Friday, November 28, 2008

Screening at The Nightingale in Wicker Park


Light is Waiting
Originally uploaded by Tracing Is Fun
Nightingale Theater
1084 N. Milwaukee Ave.
Chicago,IL
www.nightingaletheatre.org

December 6th, 7pm

Curators: Sasha Samochina, Danielle Kramer
Contact:
Address: 2539 W. Altgeld, #3 East / Chicago, IL 60647
Phone: 253-279-3593 (sasha); 330-354-1454 (danielle)
Email: cloudshasha@gmail.com; dkramer1@gmail.com

Basic Info:
Title: Youthful Perspectives: Obsessions, Obstacles, and Growing Up Pop
Description:
This collection of work explores the experience of growing up engulfed in television and music culture. The imprint is sometimes subliminal, blurring the boundaries of reality in our memories and stories. We identify, communicate, and express with bits of digested media. Advertisements that our childhood sponge-like minds have absorbed float in and out as we daydream. Many consciously collect in an attempt to recreate these memories, feeding the longing of nostalgia fed by years of media culture. We chose these pieces for their exploration into these media memories, examining how they shape our ideas and identities, helping us discover who we are, and sometimes who we are not.

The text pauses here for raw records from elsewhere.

//! Bridge errors

use crate::{envelope::RequestId, state::ConnectionState};
use alloy_primitives::ChainId;
use std::time::Duration;

/// Error returned by bridge operations.
#[derive(Clone, Debug, PartialEq, Eq, thiserror::Error)]
pub enum BridgeError {
    /// The signer answered the handshake with an error.
    #[error("signer rejected the connection ({code}): {message}")]
    HandshakeRejected { code: i64, message: String },
    /// The user did not approve the connection in time.
    #[error("connection was not approved within {0:?}")]
    HandshakeTimeout(Duration),
    /// No response arrived for a request in time.
    #[error("request {id} timed out after {timeout:?}")]
    RequestTimeout { id: RequestId, timeout: Duration },
    /// The signer answered a request with an error.
    #[error("signer returned error ({code}): {message}")]
    Remote { code: i64, message: String },
    /// The transport could not reach the signer.
    #[error("signer is unreachable: {0}")]
    TransportUnreachable(String),
    /// The session ended while the request was in flight.
    #[error("session was torn down")]
    SessionTorndown,
    /// The operation requires an active session.
    #[error("wallet is not connected (state: {0})")]
    NotConnected(ConnectionState),
    #[error(transparent)]
    Transport(#[from] TransportError),
    #[error(transparent)]
    Read(#[from] ReadError),
    /// The signer sent a payload that could not be interpreted.
    #[error("malformed signer payload: {0}")]
    Malformed(String),
    #[error("invalid bridge configuration: {0}")]
    Config(String),
}

impl BridgeError {
    /// Returns the remote error code, if the signer produced this error.
    pub const fn remote_code(&self) -> Option<i64> {
        match self {
            Self::HandshakeRejected { code, .. } | Self::Remote { code, .. } => Some(*code),
            Self::Read(ReadError::Remote { code, .. }) => Some(*code),
            _ => None,
        }
    }

    pub(crate) fn malformed(err: impl std::fmt::Display) -> Self {
        Self::Malformed(err.to_string())
    }
}

impl From<foundry_bridge_config::ConfigError> for BridgeError {
    fn from(err: foundry_bridge_config::ConfigError) -> Self {
        Self::Config(err.to_string())
    }
}

/// Error raised while setting up a transport.
#[derive(Clone, Debug, PartialEq, Eq, thiserror::Error)]
pub enum TransportError {
    #[error("invalid transport url `{url}`: {reason}")]
    InvalidUrl { url: String, reason: String },
    #[error("failed to connect to relay: {0}")]
    Connect(String),
    #[error("no transport configured: {0}")]
    NotConfigured(String),
}

/// Error returned by the read-only fallback path.
#[derive(Clone, Debug, PartialEq, Eq, thiserror::Error)]
pub enum ReadError {
    #[error("no rpc endpoint available for chain {0}")]
    NoEndpoint(ChainId),
    #[error("`{0}` requires a signer and cannot be served by a read-only endpoint")]
    SigningNotAllowed(String),
    #[error("rpc request failed: {0}")]
    Http(String),
    #[error("rpc endpoint returned error ({code}): {message}")]
    Remote { code: i64, message: String },
    #[error("malformed rpc response: {0}")]
    Malformed(String),
}

impl From<reqwest::Error> for ReadError {
    fn from(err: reqwest::Error) -> Self {
        if err.is_decode() { Self::Malformed(err.to_string()) } else { Self::Http(err.to_string()) }
    }
}

/// Error returned by [`EventDispatcher::pump`](crate::events::EventDispatcher::pump).
#[derive(Clone, Copy, Debug, PartialEq, Eq, thiserror::Error)]
pub enum DispatchError {
    #[error("events can only be dispatched on the thread that owns the dispatcher")]
    OffContext,
}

Identity Crisis (1990, 3:00, DVD) -- Mindy Faber
Seven-year-old Kendra plays dress-up to act out ten stereotypical female personas introduced by simple names handwritten on title cards. Perpetuated through movies, television and music, labels like Southern Bell, Smart Lady, and Movie Star are easily assumed by Kendra at such an early age. The outtakes quickly reveal her true complexity beyond these cookie-cutter identities as she rebels against performing and being primped for these conventional roles.

Ballet Suit (2006, 3:11, DVD) -- Sasha Samochina
Sasha Samochina revisits her trunk of childhood memories of ballet, birthday parties and pop star admiration.

9 Minutes of Kaunaus (2007, 6:30, DVD) -- Dani Leventhal
Dani Leventhal chats with young Domas Darguzs in a Lithuanian synagogue as he shares amazing tales of what he is learning in school. Stories of his brother serving as an Israeli soldier become infused with fantastic encounters as his imagination blurs the boundaries of fiction and reality.

Transitional Objects (2000, 19:00, DVD) Jennifer Montgomery
"Begun as a consideration of the upgrading from manual to digital film editing techniques, Transitional Objects explores the anxiety and loss inevitable in such a transition while also suggesting the consequences of other life transitions. The video takes its title from D.W. Winnicott's theory of children's use of transitional objects to negotiate the gaps between internal reality and the shared reality of people and things."
-Carl Bogner, University of Wisconsin-Milwaukee

Target (1999, 8:30, DVD) -- Animal Charm
A man with a fully bandaged face drives aimlessly through a shopping center parking lot while Carol King plays a sad song on the radio. Recycled imagery of television advertisements, family portraits and animal footage switch channels in a wandering daydream as this mysterious movie scene drives on without a Target.

Lullaby (1999, 18:00, DVD) -- Jennifer Reeder
“Driven to the beat of Madonna's song Lucky Star, modified from its original pop rhythm to a lethargically slow pace, Lullaby explores the hopes and dreams of a teenage Jennifer Reeder as she develops into adulthood. Using actual diary entries from her teenage journal, intermixed with excerpts from the writings of Judy Blume - staple reading for most young girls coming of age in the early 1980s to the present - the artist places her youthful desires and inspirations in text, as well as visual, form on the screen.”
-- John D. Spiak

A Love Story Part 1 & 2 (3:20, DVD) -- Kali Heitholt
Screen printed images of Bob Dylan flash across the screen to recreate the nostalgia of a memory through repetitious excerpts of song.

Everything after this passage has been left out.